The debut work of the most discredited trio in the state of Washington, this pouring of molten lead with persuasive and subliminal rhymes resembles little more an album and much more a shamanic occult ritual. Indeed, because if it is true that, as some believe, rock'n'roll was born to provide yet another hint of mental masturbation to the masses, the Melvins occupied with their first album a position anything but conventional to the habit that used to "alter" the emotional state of the listeners of that era.
In the midst of the phony American New Wave (neglecting the British post-phony one), the album in question resonates light years away from a reality made of psychedelic chandeliers borrowed from the concluded 70s, and establishes itself as a unique ceremony in its era capable of severing the ties with a predictable frivolous and fluffy rock'n'roll riddled with countless "made in USA" contradictions.
Only by listening to it more and more times does one realize the obsessive spontaneity and the prophetic emphasis with which the aphorisms of Buzz Osbourne, the outbursts of Dale Crover, and the instability of Matt Lukin intercede to redirect listening towards those monolithic deeds that their very charisma laments in every piece.
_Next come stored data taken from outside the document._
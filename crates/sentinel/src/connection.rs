//! Transports for monitor sessions and node streams.
//!
//! Two seams keep the connector independent of sockets:
//!
//! - [`MonitorTransport`] opens a short-lived [`MonitorSession`] to a monitor and exchanges RESP
//!   commands over it.
//! - [`StreamFactory`] opens the final byte stream to the resolved node.
//!
//! [`RespTransport`] and [`TcpStreamFactory`] are the TCP implementations,
//! both optionally wrapped in TLS through `tokio-rustls`.

use std::{future::Future, io, net::SocketAddr, sync::Arc, time::Duration};

use async_trait::async_trait;
use bytes::BytesMut;
use rustls::{
    ClientConfig, RootCertStore,
    pki_types::{CertificateDer, ServerName},
};
use snafu::ResultExt;
use tokio::{
    io::{AsyncRead, AsyncReadExt, AsyncWrite, AsyncWriteExt},
    net::TcpStream,
};
use tokio_rustls::TlsConnector;

use crate::{
    config::{CertificateData, Credentials, TlsConfig},
    endpoint::{AddressFamily, MonitorEndpoint, NodeAddress},
    error::{
        ConfigSnafu, ErrorReplySnafu, IoSnafu, ProtocolSnafu, Result, SentinelError, TimeoutSnafu,
        TlsSnafu,
    },
    resp::{self, Value},
};

/// A bidirectional byte stream usable as a connection.
pub trait DuplexStream: AsyncRead + AsyncWrite + Unpin + Send {}

impl<T> DuplexStream for T where T: AsyncRead + AsyncWrite + Unpin + Send {}

/// Type-erased connection stream, plain or TLS.
pub type BoxedStream = Box<dyn DuplexStream>;

/// Opens byte streams to resolved nodes.
#[async_trait]
pub trait StreamFactory: Send + Sync {
    /// Connects to `address`.
    async fn open(&self, address: &NodeAddress) -> Result<BoxedStream>;
}

/// Opens query sessions to monitors.
#[async_trait]
pub trait MonitorTransport: Send + Sync {
    /// Connects and authenticates to a monitor.
    async fn open(&self, endpoint: &MonitorEndpoint) -> Result<Box<dyn MonitorSession>>;
}

/// An open conversation with one monitor.
///
/// Dropping a session closes its socket; [`close`](Self::close) additionally
/// performs an orderly shutdown.
#[async_trait]
pub trait MonitorSession: Send {
    /// Sends one command and waits for its reply.
    ///
    /// Error replies are returned as
    /// [`SentinelError::ErrorReply`](crate::SentinelError::ErrorReply).
    async fn query(&mut self, args: &[&str]) -> Result<Value>;

    /// Waits for the next value pushed by the monitor, such as a pub/sub message.
    async fn receive(&mut self) -> Result<Value>;

    /// Shuts the session down.
    async fn close(self: Box<Self>);
}

/// TCP stream factory with optional TLS.
#[derive(Clone)]
pub struct TcpStreamFactory {
    connect_timeout: Duration,
    tls: Option<TlsSettings>,
}

#[derive(Clone)]
struct TlsSettings {
    connector: TlsConnector,
    domain_name: Option<String>,
}

impl TcpStreamFactory {
    /// Creates a factory; TLS material is parsed here, once.
    ///
    /// # Errors
    ///
    /// Returns a configuration error if the TLS certificates or key cannot be
    /// parsed.
    pub fn new(connect_timeout: Duration, tls: Option<&TlsConfig>) -> Result<Self> {
        let tls = tls
            .map(|tls| {
                Ok::<_, SentinelError>(TlsSettings {
                    connector: TlsConnector::from(Arc::new(build_client_config(tls)?)),
                    domain_name: tls.domain_name().map(str::to_owned),
                })
            })
            .transpose()?;
        Ok(Self { connect_timeout, tls })
    }

    /// Returns true if streams are wrapped in TLS.
    #[must_use]
    pub fn is_tls(&self) -> bool {
        self.tls.is_some()
    }

    /// Connects to `address`, only trying resolved addresses of `family` when set.
    ///
    /// The connect timeout covers resolution, the TCP handshake, and the TLS
    /// handshake together.
    pub async fn connect(
        &self,
        address: &NodeAddress,
        family: Option<AddressFamily>,
    ) -> Result<BoxedStream> {
        let target = address.to_string();
        with_timeout(Some(self.connect_timeout), &target, async {
            let tcp = connect_tcp(address, family).await?;
            let _ = tcp.set_nodelay(true);

            match self.tls {
                None => Ok(Box::new(tcp) as BoxedStream),
                Some(ref tls) => {
                    let name = tls.domain_name.clone().unwrap_or_else(|| address.host.clone());
                    let server_name = ServerName::try_from(name.clone()).map_err(|_| {
                        let message = format!("invalid server name {name}");
                        TlsSnafu { address: target.clone(), message }.build()
                    })?;
                    let stream = tls.connector.connect(server_name, tcp).await.map_err(|e| {
                        TlsSnafu { address: target.clone(), message: e.to_string() }.build()
                    })?;
                    Ok(Box::new(stream) as BoxedStream)
                },
            }
        })
        .await
    }
}

#[async_trait]
impl StreamFactory for TcpStreamFactory {
    async fn open(&self, address: &NodeAddress) -> Result<BoxedStream> {
        self.connect(address, None).await
    }
}

async fn connect_tcp(address: &NodeAddress, family: Option<AddressFamily>) -> Result<TcpStream> {
    let target = address.to_string();
    let Some(family) = family else {
        return TcpStream::connect(address.socket_string()).await.context(IoSnafu { address: target });
    };

    let candidates: Vec<SocketAddr> = tokio::net::lookup_host(address.socket_string())
        .await
        .context(IoSnafu { address: target.clone() })?
        .filter(|addr| match family {
            AddressFamily::Ipv4 => addr.is_ipv4(),
            AddressFamily::Ipv6 => addr.is_ipv6(),
        })
        .collect();

    let mut last_error =
        io::Error::new(io::ErrorKind::AddrNotAvailable, format!("no {family:?} address for host"));
    for candidate in candidates {
        match TcpStream::connect(candidate).await {
            Ok(stream) => return Ok(stream),
            Err(e) => last_error = e,
        }
    }
    Err(last_error).context(IoSnafu { address: target })
}

/// Builds a rustls client configuration from a [`TlsConfig`].
pub(crate) fn build_client_config(tls: &TlsConfig) -> Result<ClientConfig> {
    let mut roots = RootCertStore::empty();
    if let Some(ca) = tls.ca_cert() {
        for cert in parse_certificates(ca)? {
            roots.add(cert).map_err(|e| {
                ConfigSnafu { message: format!("failed to add CA certificate: {e}") }.build()
            })?;
        }
    }
    if tls.use_native_roots() {
        let native = rustls_native_certs::load_native_certs();
        for error in &native.errors {
            tracing::warn!(error = %error, "failed to load a native root certificate");
        }
        for cert in native.certs {
            let _ = roots.add(cert);
        }
    }

    let builder = ClientConfig::builder().with_root_certificates(roots);
    match (tls.client_cert(), tls.client_key()) {
        (Some(cert), Some(key)) => {
            let chain = parse_certificates(cert)?;
            let key = rustls_pemfile::private_key(&mut &key[..])
                .map_err(|e| {
                    ConfigSnafu { message: format!("failed to parse client key: {e}") }.build()
                })?
                .ok_or_else(|| ConfigSnafu { message: "no private key found in PEM data" }.build())?;
            builder.with_client_auth_cert(chain, key).map_err(|e| {
                ConfigSnafu { message: format!("invalid client certificate or key: {e}") }.build()
            })
        },
        _ => Ok(builder.with_no_client_auth()),
    }
}

fn parse_certificates(data: &CertificateData) -> Result<Vec<CertificateDer<'static>>> {
    match data {
        CertificateData::Der(der) => Ok(vec![CertificateDer::from(der.clone())]),
        CertificateData::Pem(pem) => {
            let certs = rustls_pemfile::certs(&mut &pem[..])
                .collect::<std::result::Result<Vec<_>, _>>()
                .map_err(|e| {
                    ConfigSnafu { message: format!("failed to parse PEM certificate: {e}") }.build()
                })?;
            if certs.is_empty() {
                return ConfigSnafu { message: "no certificates found in PEM data" }.fail();
            }
            Ok(certs)
        },
    }
}

/// Monitor transport speaking RESP over TCP or TLS.
#[derive(Clone)]
pub struct RespTransport {
    factory: TcpStreamFactory,
    auth: Option<Credentials>,
    command_timeout: Option<Duration>,
}

impl RespTransport {
    /// Creates a transport.
    ///
    /// # Errors
    ///
    /// Returns a configuration error if the TLS material cannot be parsed.
    pub fn new(
        connect_timeout: Duration,
        tls: Option<&TlsConfig>,
        auth: Option<Credentials>,
        command_timeout: Option<Duration>,
    ) -> Result<Self> {
        Ok(Self { factory: TcpStreamFactory::new(connect_timeout, tls)?, auth, command_timeout })
    }
}

#[async_trait]
impl MonitorTransport for RespTransport {
    async fn open(&self, endpoint: &MonitorEndpoint) -> Result<Box<dyn MonitorSession>> {
        let stream = self.factory.connect(&endpoint.address(), endpoint.family).await?;
        let mut session = RespSession::new(stream, endpoint.identity(), self.command_timeout);

        if let Some(ref auth) = self.auth {
            let mut args = vec!["AUTH"];
            if let Some(ref username) = auth.username {
                args.push(username);
            }
            args.push(&auth.password);
            session.query(&args).await?;
        }

        Ok(Box::new(session))
    }
}

/// A RESP conversation over any duplex stream.
pub struct RespSession {
    stream: BoxedStream,
    buf: BytesMut,
    address: String,
    command_timeout: Option<Duration>,
}

impl RespSession {
    /// Wraps an established stream.
    pub fn new(stream: BoxedStream, address: String, command_timeout: Option<Duration>) -> Self {
        Self { stream, buf: BytesMut::with_capacity(512), address, command_timeout }
    }
}

#[async_trait]
impl MonitorSession for RespSession {
    async fn query(&mut self, args: &[&str]) -> Result<Value> {
        let address = self.address.clone();
        with_timeout(
            self.command_timeout,
            &address,
            round_trip(&mut self.stream, &mut self.buf, args, &self.address),
        )
        .await
    }

    async fn receive(&mut self) -> Result<Value> {
        let value = read_value(&mut self.stream, &mut self.buf, &self.address).await?;
        reject_error(value, &self.address)
    }

    async fn close(mut self: Box<Self>) {
        let _ = self.stream.shutdown().await;
    }
}

/// Writes one command and reads one reply.
pub(crate) async fn round_trip<S>(
    stream: &mut S,
    buf: &mut BytesMut,
    args: &[&str],
    address: &str,
) -> Result<Value>
where
    S: AsyncRead + AsyncWrite + Unpin + ?Sized,
{
    let mut out = BytesMut::new();
    resp::encode_command(args, &mut out);
    stream.write_all(&out).await.context(IoSnafu { address })?;
    stream.flush().await.context(IoSnafu { address })?;

    let value = read_value(stream, buf, address).await?;
    reject_error(value, address)
}

async fn read_value<S>(stream: &mut S, buf: &mut BytesMut, address: &str) -> Result<Value>
where
    S: AsyncRead + Unpin + ?Sized,
{
    loop {
        if let Some(value) = resp::decode(buf).context(ProtocolSnafu { address })? {
            return Ok(value);
        }
        let read = stream.read_buf(buf).await.context(IoSnafu { address })?;
        if read == 0 {
            return Err(io::Error::from(io::ErrorKind::UnexpectedEof))
                .context(IoSnafu { address });
        }
    }
}

fn reject_error(value: Value, address: &str) -> Result<Value> {
    match value {
        Value::Error(message) => ErrorReplySnafu { address, message }.fail(),
        value => Ok(value),
    }
}

/// Applies an optional deadline to a fallible future.
pub(crate) async fn with_timeout<T>(
    timeout: Option<Duration>,
    address: &str,
    fut: impl Future<Output = Result<T>>,
) -> Result<T> {
    match timeout {
        None => fut.await,
        Some(duration) => match tokio::time::timeout(duration, fut).await {
            Ok(result) => result,
            Err(_) => TimeoutSnafu { address, duration_ms: duration.as_millis() as u64 }.fail(),
        },
    }
}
Initially titled "Six Songs", what was supposed to be a demo CD driven by imagination and alcohol became excessively heavy until it expanded its capacity to record a full 29 tracks well divided between studio sessions and basement sessions (I'm not kidding).
The result? Tracks like "Eye Flys", the opening track of the CD, whose approximately two and a half-minute feedback intro (on a total 6 minutes and 16 seconds) immediately shatters any possible auditory misunderstanding, explicitly declaring itself in time to introduce the subsequent "Echo-Don't Piece Me" and "Steve Istant Neuman": sounds that in just three tracks entirely restructure the rotting facade of a saccharine hard-rock undermined at its foundations.
An operation as slow as admitted before, painful to listen to for its timeless and unique ability to succeed in combining (with disarming slowness) rhythms from an esoteric executioner with pours of Big Muff extremized by valve amplifiers tortured to the limit, leading to the same finality. A faint, choked voice, at times clownish.
An album whose descriptive power proves hard to lose. An album for which no additional applications are necessary. A tank equipped with chromed tracks capable of influencing (directly or indirectly) the entire epic of the global doom scene that shortly will explode in all the most depraved clubs of the under-underground globe.
An unmissable album, a true prophecy.